En vue de promouvoir ses calendriers publicitaires, le Vlaams Belang avait repris et transformé la couverture d'un album de Bob & Bobette dans sa version néerlandaise, « De Wilde Weldoener ». Dans le dessin original, Lambique est revêtu d'une tunique blanche et survole la foule en lui jetant des pièces de monnaie. Dans la version parodiée, Lambique était remplacé par le bourgmestre de Gand, tandis que les personnes ramassant les pièces ainsi jetées avaient été remplacées par des personnes voilées et de couleur.

Le tribunal de première instance de Bruxelles avait fait droit à la demande de cessation introduite par les ayants droit, héritiers de l'auteur de la bande dessinée, Willy Vandersteen. En appel, le Vlaams Belang arguait que le dessin litigieux constituait une parodie au sens de l'article 22, § 1er, 6°, de la loi du 30 juin 1994 sur le droit d'auteur et les droits voisins (à compter du 1er janvier 2015, cette disposition sera reprise à l'art. XI.190, 10°, CDE). Pour écarter cette défense, les ayants droit faisaient valoir que la parodie devait répondre à un certain nombre de conditions, non remplies en l'espèce. En particulier, ils soutenaient que la parodie devait faire preuve d'originalité, remplir une fonction critique, viser à railler l'oeuvre elle-même et ne pas emprunter à l'oeuvre d'origine plus que nécessaire. En outre, ils reprochaient aussi au dessin en cause de véhiculer un message discriminatoire.

La cour d'appel de Bruxelles a alors interrogé la Cour de justice sur l'interprétation de l'exception de parodie, reprise à l'article 5, 3., k), de la directive n° 2001/29 du Parlement européen et du Conseil du 22 mai 2001, sur l'harmonisation de certains aspects du droit d'auteur et des droits voisins dans la société de l'information.

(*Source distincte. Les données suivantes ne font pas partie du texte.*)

use alloy_sol_types::sol;

sol! {
    #[derive(Debug)]
    interface IVault {
        /// Deposits quote currency and mints at least `minShares` share tokens
        function deposit(uint256 amount, uint256 minShares) external returns (uint256);

        function shareToken() external view returns (address);
    }
}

Dans son arrêt du 3 septembre2014, la Cour confirme que la notion de parodie constitue une notion autonome de droit communautaire. Selon la Cour, la notion de parodie présente deux caractéristiques essentielles: d'une part, elle évoque une oeuvre existante tout en restant reconnaissable par rapport à celle-ci (elle doit, dit la Cour, « présenter des différences perceptibles ») par rapport à l'oeuvre d'origine) et, d'autre part, elle constitue une manifestation d'humour ou une raillerie.

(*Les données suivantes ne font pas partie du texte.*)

//! Shared setup for the router tests: an in-memory record store and an
//! application state wired to it.

#![allow(dead_code)]

use std::sync::{Arc, Mutex};

use axum::{
    body::Body,
    http::{Request, Response, header},
};
use dit::{
    AppState,
    config::{Config, ObservabilityConfig, ServerConfig, SiteConfig},
};
use dit_contact::{RecordFields, RecordHandle, RecordStore, SubmissionHandler};
use dit_notion::NotionConfig;
use http_body_util::BodyExt;

/// In-memory record store that keeps every write.
#[derive(Clone, Default)]
pub struct FakeStore {
    pub records: Arc<Mutex<Vec<RecordFields>>>,
    pub fail_with: Option<String>,
}

impl FakeStore {
    pub fn failing(message: impl Into<String>) -> Self {
        Self {
            records: Arc::default(),
            fail_with: Some(message.into()),
        }
    }

    pub fn records(&self) -> Vec<RecordFields> {
        self.records.lock().unwrap().clone()
    }
}

#[async_trait::async_trait]
impl RecordStore for FakeStore {
    async fn create_record(&self, fields: &RecordFields) -> dit_shared::Result<RecordHandle> {
        if let Some(message) = &self.fail_with {
            return Err(dit_shared::Error::Store(message.to_owned()));
        }

        let mut records = self.records.lock().unwrap();
        records.push(fields.clone());

        Ok(RecordHandle {
            id: format!("page-{}", records.len()),
            url: None,
        })
    }
}

pub fn config() -> Config {
    Config {
        server: ServerConfig {
            host: "127.0.0.1".to_owned(),
            port: 3000,
        },
        notion: NotionConfig::default(),
        observability: ObservabilityConfig::default(),
        site: SiteConfig::default(),
    }
}

pub fn state(store: FakeStore) -> AppState {
    AppState {
        config: config(),
        handler: SubmissionHandler::new(Arc::new(store)),
    }
}

pub fn json_request(uri: &str, body: impl Into<String>) -> Request<Body> {
    Request::builder()
        .method("POST")
        .uri(uri)
        .header(header::CONTENT_TYPE, "application/json")
        .body(Body::from(body.into()))
        .unwrap()
}

pub fn form_request(uri: &str, fields: &[(&str, &str)]) -> Request<Body> {
    Request::builder()
        .method("POST")
        .uri(uri)
        .header(header::CONTENT_TYPE, "application/x-www-form-urlencoded")
        .body(Body::from(serde_urlencoded::to_string(fields).unwrap()))
        .unwrap()
}

pub fn get_request(uri: &str) -> Request<Body> {
    Request::builder().uri(uri).body(Body::empty()).unwrap()
}

pub async fn body_string(response: Response<Body>) -> anyhow::Result<String> {
    let bytes = response.into_body().collect().await?.to_bytes();

    Ok(String::from_utf8(bytes.to_vec())?)
}

pub const COMPLETE_FORM: &[(&str, &str)] = &[
    ("name", "홍길동"),
    ("email_local_part", "hong"),
    ("email_domain", "naver.com"),
    ("email_domain_custom", ""),
    ("phone_part1", "010"),
    ("phone_part2", "1234"),
    ("phone_part3", "5678"),
    ("message", "점검 요청"),
];
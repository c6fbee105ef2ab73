//! Notion-backed [`dit_contact::RecordStore`].
//!
//! Each contact submission becomes one page in a preconfigured Notion
//! database.

mod client;
mod config;

pub use client::*;
pub use config::*;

La Cour rejette comme non pertinents tous les autres critères dont la cour d'appel de Bruxelles se proposait de vérifier le respect: la parodie présente-t-elle un caractère original propre? Doit-elle raisonnablement pouvoir être attribuée à une personne autre que l'auteur de l'oeuvre d'origine? Doit-elle mentionner la source de l'oeuvre parodiée? Pareils critères ne ressortent pas du texte de l'article 5, 3., k), de la directive n° 2001129 et ne constituent donc pas des conditions d'application de l'exception de parodie (point 21 de l'arrêt).

De plus, même si les exceptions doivent, en règle, recevoir une interprétation stricte, la finalité du texte de loi est de préserver un juste équilibre entre les intérêts et les droits des auteurs, d'une part, et les intérêts des utilisateurs d'oeuvres ou d'autres objets protégés, et notamment la liberté d'expression, d'autre part (point 27 de l'arrêt).

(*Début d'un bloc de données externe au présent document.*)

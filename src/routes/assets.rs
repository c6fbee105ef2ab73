use axum::{
    extract::Path,
    http::{StatusCode, header},
    response::{IntoResponse, Response},
};
use rust_embed::RustEmbed;

#[derive(RustEmbed)]
#[folder = "static/"]
struct Assets;

/// GET /static/{*path}
pub async fn asset(Path(path): Path<String>) -> Response {
    match Assets::get(&path) {
        Some(content) => {
            let mime = mime_guess::from_path(&path).first_or_octet_stream();

            (
                [(header::CONTENT_TYPE, mime.as_ref().to_owned())],
                content.data,
            )
                .into_response()
        }
        _ => (StatusCode::NOT_FOUND, "404 Not Found").into_response(),
    }
}
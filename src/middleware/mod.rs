pub mod cache;
pub mod minify;

pub use cache::cache_control_middleware;
pub use minify::minify_html_middleware;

Pour autant, le recours à la liberté d'expression connaît des limites. En effet, insiste la Cour, il convient de tenir compte de toutes les circonstances de l'espèce, et notamment, dans cette affaire en particulier, du fait que, comme les ayants droit de Vandersteen le soutenaient, l'oeuvre parodiée se trouve associée au message discriminatoire véhiculé par le Vlaams Belang. La Cour admet bien que les titulaires de droits d'auteur ont un intérêt légitime à ce que leurs oeuvres ne soient pas associées à de tels messages (point 31 de l'arrêt), tout en laissant au juge national le soin d'apprécier dans le cas d'espèce et concrètement si et dans quelle mesure ces intérêts légitimes des auteurs ou des titulaires de droits se trouvent effectivement affectés.